■ **Exercise goal**:
Each line of the listing is to be retyped exactly as given.

════

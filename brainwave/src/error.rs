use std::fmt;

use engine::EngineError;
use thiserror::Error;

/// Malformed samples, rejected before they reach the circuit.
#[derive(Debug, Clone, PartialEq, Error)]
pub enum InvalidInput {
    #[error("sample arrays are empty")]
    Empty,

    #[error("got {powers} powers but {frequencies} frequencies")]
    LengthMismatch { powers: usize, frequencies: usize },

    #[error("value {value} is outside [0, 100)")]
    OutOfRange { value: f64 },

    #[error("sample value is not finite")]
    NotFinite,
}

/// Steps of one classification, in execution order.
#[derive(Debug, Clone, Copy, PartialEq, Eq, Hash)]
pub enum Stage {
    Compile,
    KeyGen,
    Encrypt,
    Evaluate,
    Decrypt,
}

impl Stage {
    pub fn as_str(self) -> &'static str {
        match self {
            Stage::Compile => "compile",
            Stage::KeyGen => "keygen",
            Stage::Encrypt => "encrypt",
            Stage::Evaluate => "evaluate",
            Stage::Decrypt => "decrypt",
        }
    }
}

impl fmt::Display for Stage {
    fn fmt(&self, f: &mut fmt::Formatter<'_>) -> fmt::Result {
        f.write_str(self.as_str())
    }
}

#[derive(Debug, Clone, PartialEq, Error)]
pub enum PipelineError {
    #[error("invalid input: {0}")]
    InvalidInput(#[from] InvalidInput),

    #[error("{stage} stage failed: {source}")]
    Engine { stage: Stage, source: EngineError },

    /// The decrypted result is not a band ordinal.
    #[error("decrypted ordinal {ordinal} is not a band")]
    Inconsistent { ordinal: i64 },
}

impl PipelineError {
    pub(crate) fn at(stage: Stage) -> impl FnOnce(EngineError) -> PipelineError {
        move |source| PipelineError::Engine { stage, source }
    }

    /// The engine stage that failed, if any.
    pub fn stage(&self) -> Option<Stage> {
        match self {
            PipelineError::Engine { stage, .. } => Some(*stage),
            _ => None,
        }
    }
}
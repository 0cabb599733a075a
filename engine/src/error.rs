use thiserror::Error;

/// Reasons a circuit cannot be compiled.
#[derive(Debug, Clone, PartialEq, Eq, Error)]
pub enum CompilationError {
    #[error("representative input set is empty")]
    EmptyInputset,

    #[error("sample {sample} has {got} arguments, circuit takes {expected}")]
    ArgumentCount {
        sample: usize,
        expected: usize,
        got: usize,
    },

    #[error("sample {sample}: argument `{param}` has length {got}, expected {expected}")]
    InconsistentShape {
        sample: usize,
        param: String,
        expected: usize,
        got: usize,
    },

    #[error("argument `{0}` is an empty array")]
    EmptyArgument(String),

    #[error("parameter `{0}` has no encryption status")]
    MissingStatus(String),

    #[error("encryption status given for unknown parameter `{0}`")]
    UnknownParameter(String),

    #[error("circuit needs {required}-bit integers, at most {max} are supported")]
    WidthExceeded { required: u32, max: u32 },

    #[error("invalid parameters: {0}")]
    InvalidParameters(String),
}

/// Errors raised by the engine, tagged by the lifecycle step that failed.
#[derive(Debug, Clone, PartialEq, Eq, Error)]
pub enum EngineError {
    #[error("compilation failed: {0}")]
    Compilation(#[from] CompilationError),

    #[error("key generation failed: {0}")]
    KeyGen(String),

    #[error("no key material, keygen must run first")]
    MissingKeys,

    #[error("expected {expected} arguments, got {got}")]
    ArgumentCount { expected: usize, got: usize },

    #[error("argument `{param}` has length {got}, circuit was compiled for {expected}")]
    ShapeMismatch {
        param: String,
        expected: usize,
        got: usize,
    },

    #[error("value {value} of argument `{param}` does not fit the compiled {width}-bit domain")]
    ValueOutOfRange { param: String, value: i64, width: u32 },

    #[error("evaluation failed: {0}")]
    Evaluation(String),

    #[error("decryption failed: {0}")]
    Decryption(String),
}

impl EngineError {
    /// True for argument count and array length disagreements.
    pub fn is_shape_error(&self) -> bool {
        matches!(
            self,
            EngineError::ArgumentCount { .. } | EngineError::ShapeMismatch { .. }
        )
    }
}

════

■ **Solved problem**:
filename brainwave/src/error.rs
use std::fmt;

use engine::EngineError;
use thiserror::Error;

/// Malformed samples, rejected before they reach the circuit.
#[derive(Debug, Clone, PartialEq, Error)]
pub enum InvalidInput {
    #[error("sample arrays are empty")]
    Empty,

    #[error("got {powers} powers but {frequencies} frequencies")]
    LengthMismatch { powers: usize, frequencies: usize },

    #[error("value {value} is outside [0, 100)")]
    OutOfRange { value: f64 },

    #[error("sample value is not finite")]
    NotFinite,
}

/// Steps of one classification, in execution order.
#[derive(Debug, Clone, Copy, PartialEq, Eq, Hash)]
pub enum Stage {
    Compile,
    KeyGen,
    Encrypt,
    Evaluate,
    Decrypt,
}

impl Stage {
    pub fn as_str(self) -> &'static str {
        match self {
            Stage::Compile => "compile",
            Stage::KeyGen => "keygen",
            Stage::Encrypt => "encrypt",
            Stage::Evaluate => "evaluate",
            Stage::Decrypt => "decrypt",
        }
    }
}

impl fmt::Display for Stage {
    fn fmt(&self, f: &mut fmt::Formatter<'_>) -> fmt::Result {
        f.write_str(self.as_str())
    }
}

#[derive(Debug, Clone, PartialEq, Error)]
pub enum PipelineError {
    #[error("invalid input: {0}")]
    InvalidInput(#[from] InvalidInput),

    #[error("{stage} stage failed: {source}")]
    Engine { stage: Stage, source: EngineError },

    /// The decrypted result is not a band ordinal.
    #[error("decrypted ordinal {ordinal} is not a band")]
    Inconsistent { ordinal: i64 },
}

impl PipelineError {
    pub(crate) fn at(stage: Stage) -> impl FnOnce(EngineError) -> PipelineError {
        move |source| PipelineError::Engine { stage, source }
    }

    /// The engine stage that failed, if any.
    pub fn stage(&self) -> Option<Stage> {
        match self {
            PipelineError::Engine { stage, .. } => Some(*stage),
            _ => None,
        }
    }
}
repository 0cabb599733a075a
filename engine/src/error.rs
use thiserror::Error;

/// Reasons a circuit cannot be compiled.
#[derive(Debug, Clone, PartialEq, Eq, Error)]
pub enum CompilationError {
    #[error("representative input set is empty")]
    EmptyInputset,

    #[error("sample {sample} has {got} arguments, circuit takes {expected}")]
    ArgumentCount {
        sample: usize,
        expected: usize,
        got: usize,
    },

    #[error("sample {sample}: argument `{param}` has length {got}, expected {expected}")]
    InconsistentShape {
        sample: usize,
        param: String,
        expected: usize,
        got: usize,
    },

    #[error("argument `{0}` is an empty array")]
    EmptyArgument(String),

    #[error("parameter `{0}` has no encryption status")]
    MissingStatus(String),

    #[error("encryption status given for unknown parameter `{0}`")]
    UnknownParameter(String),

    #[error("circuit needs {required}-bit integers, at most {max} are supported")]
    WidthExceeded { required: u32, max: u32 },

    #[error("invalid parameters: {0}")]
    InvalidParameters(String),
}

/// Errors raised by the engine, tagged by the lifecycle step that failed.
#[derive(Debug, Clone, PartialEq, Eq, Error)]
pub enum EngineError {
    #[error("compilation failed: {0}")]
    Compilation(#[from] CompilationError),

    #[error("key generation failed: {0}")]
    KeyGen(String),

    #[error("no key material, keygen must run first")]
    MissingKeys,

    #[error("expected {expected} arguments, got {got}")]
    ArgumentCount { expected: usize, got: usize },

    #[error("argument `{param}` has length {got}, circuit was compiled for {expected}")]
    ShapeMismatch {
        param: String,
        expected: usize,
        got: usize,
    },

    #[error("value {value} of argument `{param}` does not fit the compiled {width}-bit domain")]
    ValueOutOfRange { param: String, value: i64, width: u32 },

    #[error("evaluation failed: {0}")]
    Evaluation(String),

    #[error("decryption failed: {0}")]
    Decryption(String),
}

impl EngineError {
    /// True for argument count and array length disagreements.
    pub fn is_shape_error(&self) -> bool {
        matches!(
            self,
            EngineError::ArgumentCount { .. } | EngineError::ShapeMismatch { .. }
        )
    }
}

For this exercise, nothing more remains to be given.